A transformer is a device that transfers electric energy from one alternating-current circuit to one or more other circuits, either increasing (stepping up) or reducing (stepping down) the voltage.

$\frac{{\mathbf{N}}_{\mathbf{2}}}{{\mathbf{N}}_{\mathbf{1}}}\mathbf{=}\frac{{\mathbf{V}}_{\mathbf{2}}}{{\mathbf{V}}_{\mathbf{1}}}$

The average power equals the root mean square of current times the voltage ${\mathbf{P}}_{\mathbf{av}}\mathbf{=}{\mathbf{I}}_{\mathbf{2}}{\mathbf{V}}_{\mathbf{2}}$,where${\mathbf{I}}_{\mathbf{2}}$ is the rms current in the secondary circuit and${\mathit{V}}_{\mathbf{2}}$ is the voltage in the secondary circuit

Since power in primary circuit is equal to power in secondary circuit

${\mathbf{P}}_{\mathbf{av}}\mathbf{=}{\mathbf{I}}_{\mathbf{1}}{\mathbf{V}}_{\mathbf{1}}$

So we get, ${\mathbf{I}}_{\mathbf{1}}\mathbf{=}\frac{{\mathbf{P}}_{\mathbf{av}}}{{\mathbf{V}}_{\mathbf{1}}}$, where${\mathbf{I}}_{\mathbf{1}}$ is the rms current in the primary circuit and${\mathbf{V}}_{\mathbf{1}}$ is the voltage in the primary circuit.

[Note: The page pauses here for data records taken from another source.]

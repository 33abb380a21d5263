//! # Admin Authentication Middleware
//!
//! HTTP Basic authentication for the administrative API (`/config-file`, `/publish`).
//! Credentials come from `ADMIN_USERNAME`/`ADMIN_PASSWORD`; when they are unset the admin API
//! answers 404 as if it did not exist.

use axum::{
    extract::{Request, State},
    http::header::AUTHORIZATION,
    middleware::Next,
    response::Response,
};
use lib_core::{AppError, Config};
use subtle::ConstantTimeEq;
use tracing::warn;

pub async fn require_admin(
    State(config): State<Config>,
    req: Request,
    next: Next,
) -> Result<Response, AppError> {
    let (Some(expected_user), Some(expected_pass)) =
        (config.admin_username.as_deref(), config.admin_password.as_deref())
    else {
        return Err(AppError::NotFound("Not Found".to_string()));
    };

    let presented = req
        .headers()
        .get(AUTHORIZATION)
        .and_then(|v| v.to_str().ok())
        .and_then(|v| v.strip_prefix("Basic "))
        .and_then(|v| lib_utils::b64_decode_to_string(v.trim()).ok());

    let Some((user, pass)) = presented.as_deref().and_then(|c| c.split_once(':')) else {
        warn!(path = %req.uri().path(), "[ADMIN] Missing basic credentials");
        return Err(AppError::Unauthorized("Unauthorized".to_string()));
    };

    let user_ok = user.as_bytes().ct_eq(expected_user.as_bytes());
    let pass_ok = pass.as_bytes().ct_eq(expected_pass.as_bytes());
    if !bool::from(user_ok & pass_ok) {
        warn!(path = %req.uri().path(), "[ADMIN] Invalid basic credentials");
        return Err(AppError::Unauthorized("Unauthorized".to_string()));
    }

    Ok(next.run(req).await)
}
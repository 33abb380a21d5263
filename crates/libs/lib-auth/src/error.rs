//! # Authentication Errors
//!
//! `Display` carries the internal reason and is only ever logged. Clients see the fixed
//! message from [`AuthError::public_message`], so a caller cannot tell which check failed.

use lib_core::{AppError, StoreError};
use thiserror::Error;

#[derive(Debug, Error)]
pub enum AuthError {
    #[error("missing credentials")]
    MissingCredentials,

    #[error("invalid token: {0}")]
    InvalidToken(String),

    #[error("token type mismatch")]
    WrongTokenType,

    #[error("token revoked or superseded")]
    Revoked,

    /// Revocation state could not be read; treated as revoked.
    #[error("revocation store unavailable: {0}")]
    RevocationUnavailable(String),

    #[error("session not found")]
    SessionNotFound,

    /// A newer login registered a different auth key for this account.
    #[error("session superseded by a newer login")]
    SessionSuperseded,

    #[error("csrf token missing or mismatched")]
    CsrfMismatch,

    #[error("captcha missing or mismatched")]
    CaptchaMismatch,

    #[error("store error: {0}")]
    Store(#[from] StoreError),

    #[error("token encoding failed: {0}")]
    Encoding(String),
}

impl AuthError {
    /// Client-facing message.
    pub fn public_message(&self) -> &'static str {
        match self {
            AuthError::SessionSuperseded => "you are logged in on another device",
            AuthError::CsrfMismatch => "invalid csrf token",
            AuthError::CaptchaMismatch => "invalid captcha",
            AuthError::Store(_) | AuthError::Encoding(_) => "An internal error occurred",
            _ => "Unauthorized",
        }
    }
}

impl From<AuthError> for AppError {
    fn from(err: AuthError) -> Self {
        let message = err.public_message().to_string();
        match err {
            AuthError::CsrfMismatch => AppError::Forbidden(message),
            AuthError::Store(e) => AppError::Store(e.to_string()),
            AuthError::Encoding(e) => AppError::Internal(e),
            _ => AppError::Unauthorized(message),
        }
    }
}

#[cfg(test)]
mod tests {
    use super::*;

    #[test]
    fn test_token_failures_share_one_message() {
        let failures = [
            AuthError::MissingCredentials,
            AuthError::InvalidToken("ExpiredSignature".to_string()),
            AuthError::WrongTokenType,
            AuthError::Revoked,
            AuthError::RevocationUnavailable("redis down".to_string()),
        ];
        for err in failures {
            let app: AppError = err.into();
            assert_eq!(app.status_code().as_u16(), 401);
            assert_eq!(app.user_message(), "Unauthorized");
        }
    }

    #[test]
    fn test_csrf_is_forbidden() {
        let app: AppError = AuthError::CsrfMismatch.into();
        assert_eq!(app.status_code().as_u16(), 403);
    }
}
//! # Key-Value Store
//!
//! Short-lived shared state: refresh-token records, the blacklist, sessions, CSRF tokens,
//! captcha answers and single-login keys. Values are strings with a TTL in seconds.
//!
//! Two implementations:
//! - [`RedisStore`]: shared between gateway instances, externally synchronized.
//! - [`MemoryStore`]: in-process, used when `REDIS_URL` is unset and in tests.
//!
//! The store is injected (as [`SharedKv`]) into every service that needs it.

mod memory;
mod redis_store;

pub use memory::MemoryStore;
pub use redis_store::RedisStore;

use async_trait::async_trait;
use std::sync::Arc;
use thiserror::Error;

/// Shared handle to the configured key-value store.
pub type SharedKv = Arc<dyn KvStore>;

#[derive(Debug, Error)]
pub enum StoreError {
    /// The store could not be reached or the command failed.
    #[error("store unavailable: {0}")]
    Unavailable(String),

    #[error("serialization error: {0}")]
    Serialization(String),
}

impl From<redis::RedisError> for StoreError {
    fn from(err: redis::RedisError) -> Self {
        StoreError::Unavailable(err.to_string())
    }
}

impl From<serde_json::Error> for StoreError {
    fn from(err: serde_json::Error) -> Self {
        StoreError::Serialization(err.to_string())
    }
}

#[async_trait]
pub trait KvStore: Send + Sync {
    async fn get(&self, key: &str) -> Result<Option<String>, StoreError>;

    /// Set `key` to `value`, expiring after `ttl_secs` (minimum 1).
    async fn set_ex(&self, key: &str, value: &str, ttl_secs: u64) -> Result<(), StoreError>;

    /// Delete `key`. Returns whether it existed.
    async fn del(&self, key: &str) -> Result<bool, StoreError>;

    async fn exists(&self, key: &str) -> Result<bool, StoreError> {
        Ok(self.get(key).await?.is_some())
    }

    /// Increment the counter at `key` and return its new value. The TTL is set only when
    /// the counter is created, so the key describes one fixed window.
    async fn incr_window(&self, key: &str, window_secs: u64) -> Result<i64, StoreError>;

    /// Delete `key` only if it currently holds `expected`, as a single atomic step.
    async fn del_if_eq(&self, key: &str, expected: &str) -> Result<bool, StoreError>;
}

/// Connect to Redis when a URL is configured, otherwise fall back to the in-process store.
pub async fn connect(redis_url: Option<&str>) -> Result<SharedKv, StoreError> {
    match redis_url {
        Some(url) => {
            let store = RedisStore::connect(url).await?;
            tracing::info!("[KV] Connected to Redis");
            Ok(Arc::new(store))
        }
        None => {
            tracing::warn!("[KV] REDIS_URL not set, using in-process store (single instance only)");
            Ok(Arc::new(MemoryStore::new()))
        }
    }
}
//! # Utilities Library
//!
//! Shared helpers for base64, environment variables, time, validation and random keys.

pub mod b64;
pub mod envs;
pub mod keys;
pub mod time;
pub mod validation;

// Re-export commonly used functions
pub use b64::b64_decode_to_string;
pub use envs::{get_env, get_env_bool_or, get_env_or, get_env_parse_or};
pub use keys::{random_digits, random_key};
pub use time::{now_unix, parse_utc};
pub use validation::{validate_min_length, validate_not_empty};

Plug the values of${\mathbf{V}}_{\mathbf{2}}$and${\mathbf{V}}_{\mathbf{1}}$to get the ratio of the secondary turns to primary turns

$$\begin{gathered} \frac{{\mathrm{N}}_2}{{\mathrm{N}}_1}=\frac{13000\mathrm{V}}{120\mathrm{V}} \\ =108 \end{gathered}$$

Now plug the values of secondary rms current and voltage

$$\begin{gathered} {\mathrm{P}}_{\mathrm{av}}=\left(8.50\times {10}^{-3}\mathrm{A}\right)\left(13000\mathrm{V}\right) \\ =100.5\mathrm{W} \end{gathered}$$

$$\begin{gathered} {\mathrm{I}}_1=\frac{110\mathrm{W}}{120\mathrm{V}} \\ =0.197\mathrm{A} \end{gathered}$$

Therefore, the ratio of secondary to primary turns of the transformer is 108.The power supplied to the transformer is 110.5W. The current rating of fuse in primary circuit is 0.917A.